DIRECTIONS FOR THIS TASK |
Emit an exact copy of the lines running from the start of the records to the line containing "fn record(&self) ->", both included.

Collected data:
--------------------------------------------------

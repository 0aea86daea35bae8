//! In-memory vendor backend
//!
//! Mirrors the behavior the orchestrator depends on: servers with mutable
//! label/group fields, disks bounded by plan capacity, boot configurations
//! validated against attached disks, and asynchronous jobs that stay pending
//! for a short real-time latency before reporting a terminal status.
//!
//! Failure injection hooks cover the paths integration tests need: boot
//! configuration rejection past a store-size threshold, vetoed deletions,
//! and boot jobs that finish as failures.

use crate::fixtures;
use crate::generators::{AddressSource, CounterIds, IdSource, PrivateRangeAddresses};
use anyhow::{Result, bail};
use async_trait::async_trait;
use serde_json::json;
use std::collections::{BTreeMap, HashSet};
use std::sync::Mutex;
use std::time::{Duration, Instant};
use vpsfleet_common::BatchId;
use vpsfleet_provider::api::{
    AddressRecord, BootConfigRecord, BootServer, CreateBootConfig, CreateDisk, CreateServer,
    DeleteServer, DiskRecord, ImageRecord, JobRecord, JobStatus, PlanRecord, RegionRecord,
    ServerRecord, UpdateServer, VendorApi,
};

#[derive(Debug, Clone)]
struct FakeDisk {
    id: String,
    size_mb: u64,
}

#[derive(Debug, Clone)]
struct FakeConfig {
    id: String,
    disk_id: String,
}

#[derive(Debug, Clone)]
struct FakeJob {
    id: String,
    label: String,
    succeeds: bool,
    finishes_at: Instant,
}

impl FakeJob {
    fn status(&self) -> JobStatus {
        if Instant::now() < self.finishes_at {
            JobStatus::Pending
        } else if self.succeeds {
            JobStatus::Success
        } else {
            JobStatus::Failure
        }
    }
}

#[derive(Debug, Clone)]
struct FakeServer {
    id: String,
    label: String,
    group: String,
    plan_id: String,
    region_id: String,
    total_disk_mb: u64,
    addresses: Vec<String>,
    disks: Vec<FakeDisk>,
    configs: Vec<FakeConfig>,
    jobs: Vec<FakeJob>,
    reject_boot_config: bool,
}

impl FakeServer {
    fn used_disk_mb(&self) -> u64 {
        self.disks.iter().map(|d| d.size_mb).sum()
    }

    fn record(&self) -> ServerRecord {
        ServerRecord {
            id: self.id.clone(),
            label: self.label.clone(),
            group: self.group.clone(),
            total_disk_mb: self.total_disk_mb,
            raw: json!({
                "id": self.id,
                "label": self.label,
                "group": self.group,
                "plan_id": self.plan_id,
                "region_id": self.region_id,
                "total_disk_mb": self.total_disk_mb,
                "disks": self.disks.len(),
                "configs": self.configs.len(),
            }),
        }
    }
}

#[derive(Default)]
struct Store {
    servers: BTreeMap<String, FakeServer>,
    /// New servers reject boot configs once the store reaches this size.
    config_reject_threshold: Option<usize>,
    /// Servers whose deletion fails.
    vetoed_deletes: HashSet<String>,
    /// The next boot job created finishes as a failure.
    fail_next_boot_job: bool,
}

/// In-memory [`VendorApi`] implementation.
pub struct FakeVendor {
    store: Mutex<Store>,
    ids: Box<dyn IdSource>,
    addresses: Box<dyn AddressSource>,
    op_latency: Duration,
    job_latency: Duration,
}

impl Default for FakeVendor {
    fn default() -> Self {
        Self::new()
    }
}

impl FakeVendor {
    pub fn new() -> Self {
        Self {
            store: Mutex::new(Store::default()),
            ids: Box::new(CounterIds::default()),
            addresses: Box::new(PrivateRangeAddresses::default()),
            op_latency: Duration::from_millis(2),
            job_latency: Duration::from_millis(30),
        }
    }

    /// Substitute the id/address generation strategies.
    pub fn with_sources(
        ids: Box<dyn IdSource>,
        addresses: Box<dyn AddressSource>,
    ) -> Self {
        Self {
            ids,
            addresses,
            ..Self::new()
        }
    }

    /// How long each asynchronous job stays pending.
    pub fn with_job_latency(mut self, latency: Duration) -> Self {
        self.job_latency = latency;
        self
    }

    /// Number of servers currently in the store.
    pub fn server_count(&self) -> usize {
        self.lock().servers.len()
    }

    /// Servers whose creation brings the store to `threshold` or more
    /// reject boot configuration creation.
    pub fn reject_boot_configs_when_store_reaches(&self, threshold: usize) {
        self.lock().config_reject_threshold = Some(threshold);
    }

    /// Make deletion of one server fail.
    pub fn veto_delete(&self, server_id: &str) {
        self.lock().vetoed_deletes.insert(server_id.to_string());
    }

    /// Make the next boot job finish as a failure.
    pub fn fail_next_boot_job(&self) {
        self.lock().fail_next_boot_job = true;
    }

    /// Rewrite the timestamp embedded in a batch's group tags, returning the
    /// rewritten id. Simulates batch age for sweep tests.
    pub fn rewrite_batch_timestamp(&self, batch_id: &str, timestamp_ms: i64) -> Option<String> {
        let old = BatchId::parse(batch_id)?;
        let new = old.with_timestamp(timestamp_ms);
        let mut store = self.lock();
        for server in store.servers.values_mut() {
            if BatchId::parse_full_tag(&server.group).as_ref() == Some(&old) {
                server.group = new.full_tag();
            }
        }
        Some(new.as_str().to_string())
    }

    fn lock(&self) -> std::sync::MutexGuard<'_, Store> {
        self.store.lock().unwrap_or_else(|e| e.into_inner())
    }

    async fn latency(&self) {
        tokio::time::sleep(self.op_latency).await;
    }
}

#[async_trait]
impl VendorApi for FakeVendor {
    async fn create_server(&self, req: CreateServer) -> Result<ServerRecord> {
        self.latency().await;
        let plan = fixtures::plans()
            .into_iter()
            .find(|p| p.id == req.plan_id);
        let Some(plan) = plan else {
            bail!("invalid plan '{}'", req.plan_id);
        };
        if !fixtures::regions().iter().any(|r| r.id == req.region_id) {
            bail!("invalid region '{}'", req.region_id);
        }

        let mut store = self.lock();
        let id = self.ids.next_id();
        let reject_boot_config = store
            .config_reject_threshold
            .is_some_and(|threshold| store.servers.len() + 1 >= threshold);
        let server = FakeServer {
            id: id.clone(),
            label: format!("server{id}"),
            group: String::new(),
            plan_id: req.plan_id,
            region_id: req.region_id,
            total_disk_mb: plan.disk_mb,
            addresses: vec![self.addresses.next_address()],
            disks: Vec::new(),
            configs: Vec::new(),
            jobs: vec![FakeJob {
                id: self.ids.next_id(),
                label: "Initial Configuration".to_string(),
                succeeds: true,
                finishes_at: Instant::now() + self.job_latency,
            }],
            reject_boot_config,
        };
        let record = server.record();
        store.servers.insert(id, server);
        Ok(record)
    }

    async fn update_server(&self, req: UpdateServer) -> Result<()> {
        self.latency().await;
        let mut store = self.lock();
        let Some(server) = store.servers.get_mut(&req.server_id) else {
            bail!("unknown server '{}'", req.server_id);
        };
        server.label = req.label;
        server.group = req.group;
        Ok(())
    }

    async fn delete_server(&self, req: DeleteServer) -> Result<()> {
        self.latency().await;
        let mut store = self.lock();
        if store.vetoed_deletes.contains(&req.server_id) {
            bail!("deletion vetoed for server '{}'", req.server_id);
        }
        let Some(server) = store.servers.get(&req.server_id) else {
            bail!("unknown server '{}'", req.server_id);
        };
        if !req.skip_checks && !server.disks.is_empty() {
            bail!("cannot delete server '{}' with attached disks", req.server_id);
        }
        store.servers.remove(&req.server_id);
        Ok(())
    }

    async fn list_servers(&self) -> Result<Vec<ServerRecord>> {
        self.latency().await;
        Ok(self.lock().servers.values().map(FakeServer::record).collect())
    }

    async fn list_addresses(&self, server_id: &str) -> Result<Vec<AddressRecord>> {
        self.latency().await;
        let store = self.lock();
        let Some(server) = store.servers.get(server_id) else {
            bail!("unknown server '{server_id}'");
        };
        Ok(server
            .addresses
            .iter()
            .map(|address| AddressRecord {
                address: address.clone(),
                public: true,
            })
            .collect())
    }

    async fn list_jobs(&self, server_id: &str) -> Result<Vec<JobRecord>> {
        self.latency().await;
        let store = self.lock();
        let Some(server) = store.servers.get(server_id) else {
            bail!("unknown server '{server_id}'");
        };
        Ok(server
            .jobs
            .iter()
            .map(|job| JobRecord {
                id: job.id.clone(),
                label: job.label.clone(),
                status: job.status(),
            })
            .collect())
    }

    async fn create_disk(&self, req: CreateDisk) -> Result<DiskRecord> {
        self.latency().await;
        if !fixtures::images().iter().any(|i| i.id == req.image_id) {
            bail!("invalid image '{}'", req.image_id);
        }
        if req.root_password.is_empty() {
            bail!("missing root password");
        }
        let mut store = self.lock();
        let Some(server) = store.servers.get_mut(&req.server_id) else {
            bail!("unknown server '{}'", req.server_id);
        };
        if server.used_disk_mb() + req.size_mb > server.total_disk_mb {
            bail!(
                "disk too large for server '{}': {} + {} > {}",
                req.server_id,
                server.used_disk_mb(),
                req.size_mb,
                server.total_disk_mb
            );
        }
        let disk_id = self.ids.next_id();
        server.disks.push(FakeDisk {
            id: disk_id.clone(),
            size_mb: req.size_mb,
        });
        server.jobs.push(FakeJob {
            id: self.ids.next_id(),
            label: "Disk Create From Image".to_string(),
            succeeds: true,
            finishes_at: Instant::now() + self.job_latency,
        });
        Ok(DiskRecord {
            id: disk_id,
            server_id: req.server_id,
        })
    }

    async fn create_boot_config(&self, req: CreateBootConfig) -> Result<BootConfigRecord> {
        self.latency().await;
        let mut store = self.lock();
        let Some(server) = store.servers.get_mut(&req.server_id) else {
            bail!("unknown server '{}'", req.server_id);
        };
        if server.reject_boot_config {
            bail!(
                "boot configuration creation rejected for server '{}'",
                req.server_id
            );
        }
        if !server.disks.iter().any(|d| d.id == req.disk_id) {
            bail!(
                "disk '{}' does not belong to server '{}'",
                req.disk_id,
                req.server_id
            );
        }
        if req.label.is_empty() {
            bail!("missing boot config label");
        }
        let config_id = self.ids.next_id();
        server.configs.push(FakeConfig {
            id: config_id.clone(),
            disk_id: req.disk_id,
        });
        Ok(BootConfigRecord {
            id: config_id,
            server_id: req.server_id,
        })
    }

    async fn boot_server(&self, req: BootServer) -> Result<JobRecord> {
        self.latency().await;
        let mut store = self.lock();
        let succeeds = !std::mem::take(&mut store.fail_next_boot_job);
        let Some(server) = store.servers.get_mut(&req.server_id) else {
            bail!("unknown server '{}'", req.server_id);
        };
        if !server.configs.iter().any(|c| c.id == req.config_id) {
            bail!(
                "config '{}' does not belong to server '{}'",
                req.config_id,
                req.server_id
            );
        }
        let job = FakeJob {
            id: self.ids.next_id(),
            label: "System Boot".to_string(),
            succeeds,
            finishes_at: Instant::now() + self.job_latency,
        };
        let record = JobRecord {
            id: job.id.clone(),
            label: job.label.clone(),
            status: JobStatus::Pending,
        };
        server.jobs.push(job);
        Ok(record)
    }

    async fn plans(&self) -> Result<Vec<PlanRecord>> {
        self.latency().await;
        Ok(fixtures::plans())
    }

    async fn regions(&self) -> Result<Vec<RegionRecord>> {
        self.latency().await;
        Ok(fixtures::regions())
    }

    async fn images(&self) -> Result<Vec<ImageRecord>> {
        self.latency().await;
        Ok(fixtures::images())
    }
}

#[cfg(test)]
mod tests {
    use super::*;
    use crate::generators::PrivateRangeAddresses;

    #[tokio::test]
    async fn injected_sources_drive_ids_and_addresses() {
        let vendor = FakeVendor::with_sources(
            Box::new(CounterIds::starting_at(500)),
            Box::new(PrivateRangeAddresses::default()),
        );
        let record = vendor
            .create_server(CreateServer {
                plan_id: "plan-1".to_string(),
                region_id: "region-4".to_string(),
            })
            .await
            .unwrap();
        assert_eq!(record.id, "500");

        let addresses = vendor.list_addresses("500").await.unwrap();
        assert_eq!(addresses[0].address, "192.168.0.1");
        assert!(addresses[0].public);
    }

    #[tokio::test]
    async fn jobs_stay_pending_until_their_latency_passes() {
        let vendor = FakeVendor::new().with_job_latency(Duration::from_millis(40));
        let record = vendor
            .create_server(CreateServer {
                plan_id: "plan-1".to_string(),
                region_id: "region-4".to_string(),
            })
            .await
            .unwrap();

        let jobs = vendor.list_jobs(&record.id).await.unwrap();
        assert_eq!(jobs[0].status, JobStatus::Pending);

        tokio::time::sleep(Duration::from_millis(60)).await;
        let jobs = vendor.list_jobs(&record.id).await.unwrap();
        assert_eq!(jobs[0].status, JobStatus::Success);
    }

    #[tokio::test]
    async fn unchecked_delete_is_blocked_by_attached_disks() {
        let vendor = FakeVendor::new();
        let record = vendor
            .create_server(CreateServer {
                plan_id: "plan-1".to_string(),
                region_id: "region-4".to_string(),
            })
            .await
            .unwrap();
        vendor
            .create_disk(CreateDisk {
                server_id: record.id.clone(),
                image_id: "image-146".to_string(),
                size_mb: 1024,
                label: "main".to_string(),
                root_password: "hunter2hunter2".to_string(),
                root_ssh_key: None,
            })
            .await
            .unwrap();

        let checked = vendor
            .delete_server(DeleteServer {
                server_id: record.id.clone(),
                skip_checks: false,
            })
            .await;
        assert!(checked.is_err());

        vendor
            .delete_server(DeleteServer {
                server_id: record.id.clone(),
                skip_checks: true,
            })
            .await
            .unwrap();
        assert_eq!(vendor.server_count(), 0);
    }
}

--------------------------------------------------

OUTPUT FOR THIS TASK |
repository 0aea86daea35bae8
//! In-memory vendor backend
//!
//! Mirrors the behavior the orchestrator depends on: servers with mutable
//! label/group fields, disks bounded by plan capacity, boot configurations
//! validated against attached disks, and asynchronous jobs that stay pending
//! for a short real-time latency before reporting a terminal status.
//!
//! Failure injection hooks cover the paths integration tests need: boot
//! configuration rejection past a store-size threshold, vetoed deletions,
//! and boot jobs that finish as failures.

use crate::fixtures;
use crate::generators::{AddressSource, CounterIds, IdSource, PrivateRangeAddresses};
use anyhow::{Result, bail};
use async_trait::async_trait;
use serde_json::json;
use std::collections::{BTreeMap, HashSet};
use std::sync::Mutex;
use std::time::{Duration, Instant};
use vpsfleet_common::BatchId;
use vpsfleet_provider::api::{
    AddressRecord, BootConfigRecord, BootServer, CreateBootConfig, CreateDisk, CreateServer,
    DeleteServer, DiskRecord, ImageRecord, JobRecord, JobStatus, PlanRecord, RegionRecord,
    ServerRecord, UpdateServer, VendorApi,
};

#[derive(Debug, Clone)]
struct FakeDisk {
    id: String,
    size_mb: u64,
}

#[derive(Debug, Clone)]
struct FakeConfig {
    id: String,
    disk_id: String,
}

#[derive(Debug, Clone)]
struct FakeJob {
    id: String,
    label: String,
    succeeds: bool,
    finishes_at: Instant,
}

impl FakeJob {
    fn status(&self) -> JobStatus {
        if Instant::now() < self.finishes_at {
            JobStatus::Pending
        } else if self.succeeds {
            JobStatus::Success
        } else {
            JobStatus::Failure
        }
    }
}

#[derive(Debug, Clone)]
struct FakeServer {
    id: String,
    label: String,
    group: String,
    plan_id: String,
    region_id: String,
    total_disk_mb: u64,
    addresses: Vec<String>,
    disks: Vec<FakeDisk>,
    configs: Vec<FakeConfig>,
    jobs: Vec<FakeJob>,
    reject_boot_config: bool,
}

impl FakeServer {
    fn used_disk_mb(&self) -> u64 {
        self.disks.iter().map(|d| d.size_mb).sum()
    }

    fn record(&self) -> ServerRecord {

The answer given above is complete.